## Exercise details
For the records that follow, please set down exactly the lines between the one holding "to remove voice" and the one holding "impl SpeechEngine for GoogleTts", inclusive, and only those.

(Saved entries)
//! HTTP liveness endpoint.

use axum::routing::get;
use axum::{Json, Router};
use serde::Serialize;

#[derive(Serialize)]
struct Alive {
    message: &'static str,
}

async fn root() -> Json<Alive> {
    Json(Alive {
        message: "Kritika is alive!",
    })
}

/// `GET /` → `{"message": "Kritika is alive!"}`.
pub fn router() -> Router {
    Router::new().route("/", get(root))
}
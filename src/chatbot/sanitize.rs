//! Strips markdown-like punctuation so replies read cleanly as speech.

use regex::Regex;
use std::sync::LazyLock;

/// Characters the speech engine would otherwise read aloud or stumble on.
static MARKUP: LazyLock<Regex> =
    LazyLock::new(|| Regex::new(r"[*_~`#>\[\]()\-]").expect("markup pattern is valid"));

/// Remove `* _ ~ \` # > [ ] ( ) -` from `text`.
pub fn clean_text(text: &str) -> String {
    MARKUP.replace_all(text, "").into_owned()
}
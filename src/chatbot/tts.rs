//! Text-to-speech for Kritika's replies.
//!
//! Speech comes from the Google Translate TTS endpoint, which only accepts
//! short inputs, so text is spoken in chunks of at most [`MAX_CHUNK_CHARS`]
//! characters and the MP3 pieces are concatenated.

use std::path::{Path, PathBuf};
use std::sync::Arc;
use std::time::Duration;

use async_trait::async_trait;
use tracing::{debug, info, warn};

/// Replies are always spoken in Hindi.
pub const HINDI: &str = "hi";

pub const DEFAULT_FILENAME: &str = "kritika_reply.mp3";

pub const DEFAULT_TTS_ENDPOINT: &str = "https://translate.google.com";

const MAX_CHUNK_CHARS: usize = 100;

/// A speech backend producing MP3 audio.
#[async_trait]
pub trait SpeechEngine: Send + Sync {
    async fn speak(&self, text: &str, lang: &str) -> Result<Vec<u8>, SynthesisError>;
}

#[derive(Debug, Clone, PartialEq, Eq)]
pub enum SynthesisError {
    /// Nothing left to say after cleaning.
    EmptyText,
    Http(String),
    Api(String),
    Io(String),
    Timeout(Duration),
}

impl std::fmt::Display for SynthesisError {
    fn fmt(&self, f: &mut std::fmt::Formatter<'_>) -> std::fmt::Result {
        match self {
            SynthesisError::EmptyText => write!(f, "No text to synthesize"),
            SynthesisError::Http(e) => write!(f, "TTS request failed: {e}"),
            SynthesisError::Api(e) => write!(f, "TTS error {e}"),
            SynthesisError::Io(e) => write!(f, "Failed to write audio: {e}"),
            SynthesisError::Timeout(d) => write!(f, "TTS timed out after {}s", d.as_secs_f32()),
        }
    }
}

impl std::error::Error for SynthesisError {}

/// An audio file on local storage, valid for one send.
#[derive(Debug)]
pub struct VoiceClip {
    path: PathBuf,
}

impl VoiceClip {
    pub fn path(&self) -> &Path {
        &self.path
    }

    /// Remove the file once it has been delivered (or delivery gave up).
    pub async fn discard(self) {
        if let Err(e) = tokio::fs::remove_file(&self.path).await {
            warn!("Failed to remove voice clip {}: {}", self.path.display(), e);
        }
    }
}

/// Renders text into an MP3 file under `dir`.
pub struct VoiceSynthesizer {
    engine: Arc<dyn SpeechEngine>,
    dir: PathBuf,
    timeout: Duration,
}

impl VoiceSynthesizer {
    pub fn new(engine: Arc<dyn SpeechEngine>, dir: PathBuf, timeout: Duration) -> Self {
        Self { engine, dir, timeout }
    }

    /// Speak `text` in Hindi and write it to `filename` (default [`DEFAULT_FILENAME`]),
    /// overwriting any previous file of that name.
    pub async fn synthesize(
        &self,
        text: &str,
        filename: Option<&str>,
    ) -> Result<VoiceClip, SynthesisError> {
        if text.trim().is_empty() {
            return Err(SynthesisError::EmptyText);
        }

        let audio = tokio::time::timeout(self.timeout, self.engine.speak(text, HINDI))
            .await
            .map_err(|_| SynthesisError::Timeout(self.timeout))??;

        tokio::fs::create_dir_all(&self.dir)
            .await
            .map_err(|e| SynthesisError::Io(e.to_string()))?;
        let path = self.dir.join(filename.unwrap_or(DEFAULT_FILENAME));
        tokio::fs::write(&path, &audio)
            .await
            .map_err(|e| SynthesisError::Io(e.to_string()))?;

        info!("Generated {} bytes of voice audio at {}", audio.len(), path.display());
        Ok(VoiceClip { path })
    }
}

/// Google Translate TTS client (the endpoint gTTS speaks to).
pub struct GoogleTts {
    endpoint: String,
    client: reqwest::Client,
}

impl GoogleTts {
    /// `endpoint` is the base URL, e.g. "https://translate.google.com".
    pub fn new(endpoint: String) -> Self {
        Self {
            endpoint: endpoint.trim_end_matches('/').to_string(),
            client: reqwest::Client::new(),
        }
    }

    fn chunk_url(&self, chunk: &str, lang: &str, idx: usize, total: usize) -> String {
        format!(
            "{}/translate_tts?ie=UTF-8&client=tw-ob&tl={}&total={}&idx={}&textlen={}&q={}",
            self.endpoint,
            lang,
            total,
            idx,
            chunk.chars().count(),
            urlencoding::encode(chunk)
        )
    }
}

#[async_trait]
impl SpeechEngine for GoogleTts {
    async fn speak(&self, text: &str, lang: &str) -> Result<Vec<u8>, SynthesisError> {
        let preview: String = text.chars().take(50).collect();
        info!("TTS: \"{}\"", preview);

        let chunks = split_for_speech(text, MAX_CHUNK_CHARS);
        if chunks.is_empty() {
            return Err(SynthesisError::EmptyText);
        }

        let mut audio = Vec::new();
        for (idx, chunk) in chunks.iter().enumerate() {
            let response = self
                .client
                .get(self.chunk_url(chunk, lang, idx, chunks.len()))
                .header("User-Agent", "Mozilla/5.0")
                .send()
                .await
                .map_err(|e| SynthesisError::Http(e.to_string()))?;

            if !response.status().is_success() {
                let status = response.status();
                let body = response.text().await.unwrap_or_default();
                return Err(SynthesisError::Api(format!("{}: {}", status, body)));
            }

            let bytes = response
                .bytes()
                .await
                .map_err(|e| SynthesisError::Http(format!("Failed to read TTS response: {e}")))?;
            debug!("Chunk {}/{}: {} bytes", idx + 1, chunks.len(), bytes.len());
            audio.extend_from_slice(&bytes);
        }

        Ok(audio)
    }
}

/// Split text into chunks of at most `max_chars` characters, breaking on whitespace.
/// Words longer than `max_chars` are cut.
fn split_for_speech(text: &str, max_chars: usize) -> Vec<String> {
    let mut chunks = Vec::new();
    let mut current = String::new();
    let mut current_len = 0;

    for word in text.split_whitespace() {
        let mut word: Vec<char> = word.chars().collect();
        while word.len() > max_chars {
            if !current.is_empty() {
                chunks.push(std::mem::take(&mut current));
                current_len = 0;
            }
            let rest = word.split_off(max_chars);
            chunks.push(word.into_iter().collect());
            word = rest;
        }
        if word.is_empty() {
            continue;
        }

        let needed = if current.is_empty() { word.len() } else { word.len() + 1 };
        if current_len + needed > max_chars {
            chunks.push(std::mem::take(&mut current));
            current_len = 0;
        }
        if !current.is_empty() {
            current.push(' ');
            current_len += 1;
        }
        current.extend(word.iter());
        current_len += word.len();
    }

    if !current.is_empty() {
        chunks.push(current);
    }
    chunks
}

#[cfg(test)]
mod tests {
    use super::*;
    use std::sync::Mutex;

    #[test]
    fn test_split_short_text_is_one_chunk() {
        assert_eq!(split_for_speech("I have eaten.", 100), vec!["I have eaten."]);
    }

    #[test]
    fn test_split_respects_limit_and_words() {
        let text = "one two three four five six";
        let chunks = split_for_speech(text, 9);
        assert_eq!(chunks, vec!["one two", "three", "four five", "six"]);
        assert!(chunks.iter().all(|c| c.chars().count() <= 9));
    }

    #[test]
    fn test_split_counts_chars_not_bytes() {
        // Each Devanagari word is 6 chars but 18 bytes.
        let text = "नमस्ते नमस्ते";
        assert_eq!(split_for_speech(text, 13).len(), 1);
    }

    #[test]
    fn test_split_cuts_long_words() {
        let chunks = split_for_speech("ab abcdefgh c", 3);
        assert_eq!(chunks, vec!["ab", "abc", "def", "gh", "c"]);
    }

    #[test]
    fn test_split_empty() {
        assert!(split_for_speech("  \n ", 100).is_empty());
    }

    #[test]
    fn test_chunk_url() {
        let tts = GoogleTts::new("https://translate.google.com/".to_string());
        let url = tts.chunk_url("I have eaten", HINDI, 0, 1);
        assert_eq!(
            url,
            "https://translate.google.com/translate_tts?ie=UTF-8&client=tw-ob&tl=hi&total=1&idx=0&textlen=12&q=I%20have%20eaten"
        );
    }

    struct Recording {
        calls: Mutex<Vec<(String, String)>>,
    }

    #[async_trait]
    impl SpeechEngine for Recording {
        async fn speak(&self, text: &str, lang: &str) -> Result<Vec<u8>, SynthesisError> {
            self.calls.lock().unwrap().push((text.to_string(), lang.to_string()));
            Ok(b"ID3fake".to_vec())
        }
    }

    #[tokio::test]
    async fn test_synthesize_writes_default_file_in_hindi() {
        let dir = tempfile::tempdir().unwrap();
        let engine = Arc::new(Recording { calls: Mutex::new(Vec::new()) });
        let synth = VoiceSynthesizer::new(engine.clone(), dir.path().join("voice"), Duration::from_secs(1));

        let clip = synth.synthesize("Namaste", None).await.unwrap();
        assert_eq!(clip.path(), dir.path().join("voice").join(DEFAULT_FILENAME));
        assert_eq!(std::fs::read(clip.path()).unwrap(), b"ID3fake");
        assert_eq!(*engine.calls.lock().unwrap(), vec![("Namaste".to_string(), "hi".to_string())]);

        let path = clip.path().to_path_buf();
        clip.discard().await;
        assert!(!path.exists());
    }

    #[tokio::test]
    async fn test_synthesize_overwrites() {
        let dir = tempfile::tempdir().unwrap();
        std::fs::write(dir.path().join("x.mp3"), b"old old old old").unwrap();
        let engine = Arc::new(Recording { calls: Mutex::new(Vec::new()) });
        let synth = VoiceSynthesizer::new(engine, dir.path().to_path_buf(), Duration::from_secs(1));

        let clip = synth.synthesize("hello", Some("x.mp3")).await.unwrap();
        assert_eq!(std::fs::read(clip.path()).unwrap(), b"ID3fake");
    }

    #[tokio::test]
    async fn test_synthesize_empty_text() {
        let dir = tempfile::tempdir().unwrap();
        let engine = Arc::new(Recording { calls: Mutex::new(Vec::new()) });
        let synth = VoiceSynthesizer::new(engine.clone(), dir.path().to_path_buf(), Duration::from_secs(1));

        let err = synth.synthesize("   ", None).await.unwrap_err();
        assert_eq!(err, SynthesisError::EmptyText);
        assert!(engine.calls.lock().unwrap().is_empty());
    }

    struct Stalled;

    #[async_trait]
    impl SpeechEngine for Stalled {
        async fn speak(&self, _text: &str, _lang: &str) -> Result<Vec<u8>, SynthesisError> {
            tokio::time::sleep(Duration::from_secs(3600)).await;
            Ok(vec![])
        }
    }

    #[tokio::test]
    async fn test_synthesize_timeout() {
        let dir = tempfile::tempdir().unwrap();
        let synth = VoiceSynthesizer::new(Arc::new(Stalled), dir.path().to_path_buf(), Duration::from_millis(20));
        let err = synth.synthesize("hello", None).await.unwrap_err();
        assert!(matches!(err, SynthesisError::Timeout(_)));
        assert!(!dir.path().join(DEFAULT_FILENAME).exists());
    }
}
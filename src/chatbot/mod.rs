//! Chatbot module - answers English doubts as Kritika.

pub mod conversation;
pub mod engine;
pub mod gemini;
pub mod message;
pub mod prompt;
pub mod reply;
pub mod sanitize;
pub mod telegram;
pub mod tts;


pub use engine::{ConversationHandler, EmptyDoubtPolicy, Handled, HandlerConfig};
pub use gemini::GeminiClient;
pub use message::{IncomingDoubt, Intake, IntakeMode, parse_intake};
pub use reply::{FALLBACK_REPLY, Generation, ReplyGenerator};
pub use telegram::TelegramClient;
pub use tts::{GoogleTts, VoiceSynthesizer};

## Response to the exercise
            warn!("Failed to remove voice clip {}: {}", self.path.display(), e);
        }
    }
}

/// Renders text into an MP3 file under `dir`.
pub struct VoiceSynthesizer {
    engine: Arc<dyn SpeechEngine>,
    dir: PathBuf,
    timeout: Duration,
}

impl VoiceSynthesizer {
    pub fn new(engine: Arc<dyn SpeechEngine>, dir: PathBuf, timeout: Duration) -> Self {
        Self { engine, dir, timeout }
    }

    /// Speak `text` in Hindi and write it to `filename` (default [`DEFAULT_FILENAME`]),
    /// overwriting any previous file of that name.
    pub async fn synthesize(
        &self,
        text: &str,
        filename: Option<&str>,
    ) -> Result<VoiceClip, SynthesisError> {
        if text.trim().is_empty() {
            return Err(SynthesisError::EmptyText);
        }

        let audio = tokio::time::timeout(self.timeout, self.engine.speak(text, HINDI))
            .await
            .map_err(|_| SynthesisError::Timeout(self.timeout))??;

        tokio::fs::create_dir_all(&self.dir)
            .await
            .map_err(|e| SynthesisError::Io(e.to_string()))?;
        let path = self.dir.join(filename.unwrap_or(DEFAULT_FILENAME));
        tokio::fs::write(&path, &audio)
            .await
            .map_err(|e| SynthesisError::Io(e.to_string()))?;

        info!("Generated {} bytes of voice audio at {}", audio.len(), path.display());
        Ok(VoiceClip { path })
    }
}

/// Google Translate TTS client (the endpoint gTTS speaks to).
pub struct GoogleTts {
    endpoint: String,
    client: reqwest::Client,
}

impl GoogleTts {
    /// `endpoint` is the base URL, e.g. "https://translate.google.com".
    pub fn new(endpoint: String) -> Self {
        Self {
            endpoint: endpoint.trim_end_matches('/').to_string(),
            client: reqwest::Client::new(),
        }
    }

    fn chunk_url(&self, chunk: &str, lang: &str, idx: usize, total: usize) -> String {
        format!(
            "{}/translate_tts?ie=UTF-8&client=tw-ob&tl={}&total={}&idx={}&textlen={}&q={}",
            self.endpoint,
            lang,
            total,
            idx,
            chunk.chars().count(),
            urlencoding::encode(chunk)
        )
    }
}

#[async_trait]
impl SpeechEngine for GoogleTts {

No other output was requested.